Every president hits their peak, the zenith of a large, historic life. The lucky ones hit it after they're done being president (Quincy Adams), the unfortunate hit it before their presidency (Grant), but most of them hit it somewhere right in the middle (Wilson).

Wilson is rare in that you can point at the exact moment his presidency peaked — his "make the world safe for democracy' speech. That speech really killed, globally. And he rode its goodwill through the war, and then everything started falling apart.

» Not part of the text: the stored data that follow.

// Relic - Solidity Recompiler
// Copyright (C) 2024 Zhuo Zhang and Wuqi Zhang
//
// This program is free software: you can redistribute it and/or modify
// it under the terms of the GNU Affero General Public License as published by
// the Free Software Foundation, either version 3 of the License, or
// (at your option) any later version.
//
// This program is distributed in the hope that it will be useful,
// but WITHOUT ANY WARRANTY; without even the implied warranty of
// MERCHANTABILITY or FITNESS FOR A PARTICULAR PURPOSE. See the
// GNU Affero General Public License for more details.
//
// You should have received a copy of the GNU Affero General Public License
// along with this program. If not, see <https://www.gnu.org/licenses/>.

//! Retrieval of compiler builds from the binary repository.
//!
//! The repository serves `<root>/<platform>/<file>`. For some versions the
//! response body is not the binary itself but the plain-text name of the file
//! that holds it (e.g. `solc-linux-amd64-v0.8.17+commit.8df45f5f`). Such a
//! response is followed exactly once.

use once_cell::sync::Lazy;
use percent_encoding::{utf8_percent_encode, AsciiSet, NON_ALPHANUMERIC};
use regex::Regex;
use reqwest::{Client, StatusCode};
use tracing::{debug, trace};

static INDIRECTION_PATTERN: Lazy<Regex> = Lazy::new(|| {
    Regex::new(r"^([\w-]+)-v(\d+\.\d+\.\d+)\+commit\.([a-fA-F0-9]+).*$")
        .expect("valid indirection pattern")
});

/// A successful response body, classified.
#[derive(Debug, Clone, PartialEq, Eq)]
pub enum FetchedBody {
    /// The body names the file that actually holds the build
    Indirection(String),
    /// The body is the build itself
    Binary(Vec<u8>),
}

impl FetchedBody {
    /// Classify a response body.
    pub fn classify(body: Vec<u8>) -> Self {
        match std::str::from_utf8(&body) {
            Ok(text) if INDIRECTION_PATTERN.is_match(text) => Self::Indirection(text.to_owned()),
            _ => Self::Binary(body),
        }
    }
}

/// Bytes left alone by URI-component encoding.
const COMPONENT_SET: &AsciiSet = &NON_ALPHANUMERIC
    .remove(b'-')
    .remove(b'_')
    .remove(b'.')
    .remove(b'!')
    .remove(b'~')
    .remove(b'*')
    .remove(b'\'')
    .remove(b'(')
    .remove(b')');

/// Percent-encode a file name the way a URI component is encoded, so that the
/// `+` of the build metadata survives the trip.
pub fn encode_file_name(file_name: &str) -> String {
    utf8_percent_encode(file_name, COMPONENT_SET).to_string()
}

/// HTTP client for the compiler binary repository.
#[derive(Debug, Clone)]
pub struct RemoteFetcher {
    client: Client,
    repository_url: String,
}

impl RemoteFetcher {
    /// New fetcher for the repository rooted at `repository_url`.
    pub fn new(repository_url: impl Into<String>) -> Self {
        Self::with_client(Client::new(), repository_url)
    }

    /// New fetcher using an existing HTTP client.
    pub fn with_client(client: Client, repository_url: impl Into<String>) -> Self {
        Self { client, repository_url: repository_url.into() }
    }

    /// Root URL of the repository.
    pub fn repository_url(&self) -> &str {
        &self.repository_url
    }

    /// URL of `file` (already encoded) under `platform`.
    pub fn url_for(&self, platform: &str, file: &str) -> String {
        format!("{}/{platform}/{file}", self.repository_url.trim_end_matches('/'))
    }

    /// Fetch `file_name` for `platform`.
    ///
    /// Returns `None` when the build is not published (or cannot be reached),
    /// which is a common outcome for old versions and exotic platforms.
    pub async fn fetch(&self, platform: &str, file_name: &str) -> Option<Vec<u8>> {
        let url = self.url_for(platform, &encode_file_name(file_name));
        let (mut status, mut body) = self.get(&url).await?;

        if status == StatusCode::OK {
            if let Some(bytes) = body.take() {
                match FetchedBody::classify(bytes) {
                    FetchedBody::Indirection(target) => {
                        debug!(from = %file_name, to = %target, "following compiler indirection");
                        (status, body) = self.get(&self.url_for(platform, &target)).await?;
                    }
                    FetchedBody::Binary(bytes) => body = Some(bytes),
                }
            }
        }

        match body {
            Some(bytes) if status == StatusCode::OK => {
                debug!(%url, size = bytes.len(), "fetched compiler");
                Some(bytes)
            }
            _ => {
                debug!(%url, %status, "compiler not available");
                None
            }
        }
    }

    async fn get(&self, url: &str) -> Option<(StatusCode, Option<Vec<u8>>)> {
        trace!(%url, "requesting compiler");
        let response = match self.client.get(url).send().await {
            Ok(response) => response,
            Err(e) => {
                debug!(%url, "failed to reach binary repository: {e}");
                return None;
            }
        };

        let status = response.status();
        let body = response.bytes().await.ok().map(|bytes| bytes.to_vec());
        Some((status, body))
    }
}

Wilson's decision to spend the better part of a year in Paris for the peace process was and is still hotly debated and criticized. It didn't seem to make anybody happy. Americans felt abandoned and Europeans felt condescended to. The delegations from France, Italy, and Great Britain couldn't stomach that America had sacrificed the least in the war and yet were trying to run the peace process. France, in particular, was mad that Wilson wouldn't go on a tour of her devastated lands, to see what the war had done to them. Wilson's response:

"I don't want to see the devastated regions. As a boy, I saw the country through which Sherman marched to the sea. The pathway lay right through my people's properties. I know what happened, and I know the bitterness and hatreds which were engendered. I don't want to get mad over here because I think there ought to be one person at that peace table who isn't mad. I'm afraid if I visited the devastated areas I would get mad, too, and I'm not going to permit myself to do so."

Isn't he something?

He might actually have been going loony mad though. He had history of high blood pressure and migraines, and would go on to have a serious strokes, and some people who have examined his medical history and symptoms in retrospect believe he started having a series of mini-strokes during the peace process. He would at times be absent-minded and paranoid, at other times giddy and childlike, and became obsessed with rearranging furniture. It's possible these are all the effects of an extremely high-pressure situation, but many believe (and biographer Berg seems to have thrown his hat in with this theory) that he was experiencing neurological damage from strokes or early onset dementia.

His increasing inflexible and irascible behavior made the peace process more difficult, but he did get through it. Unfortunately, the downward slide had already begun.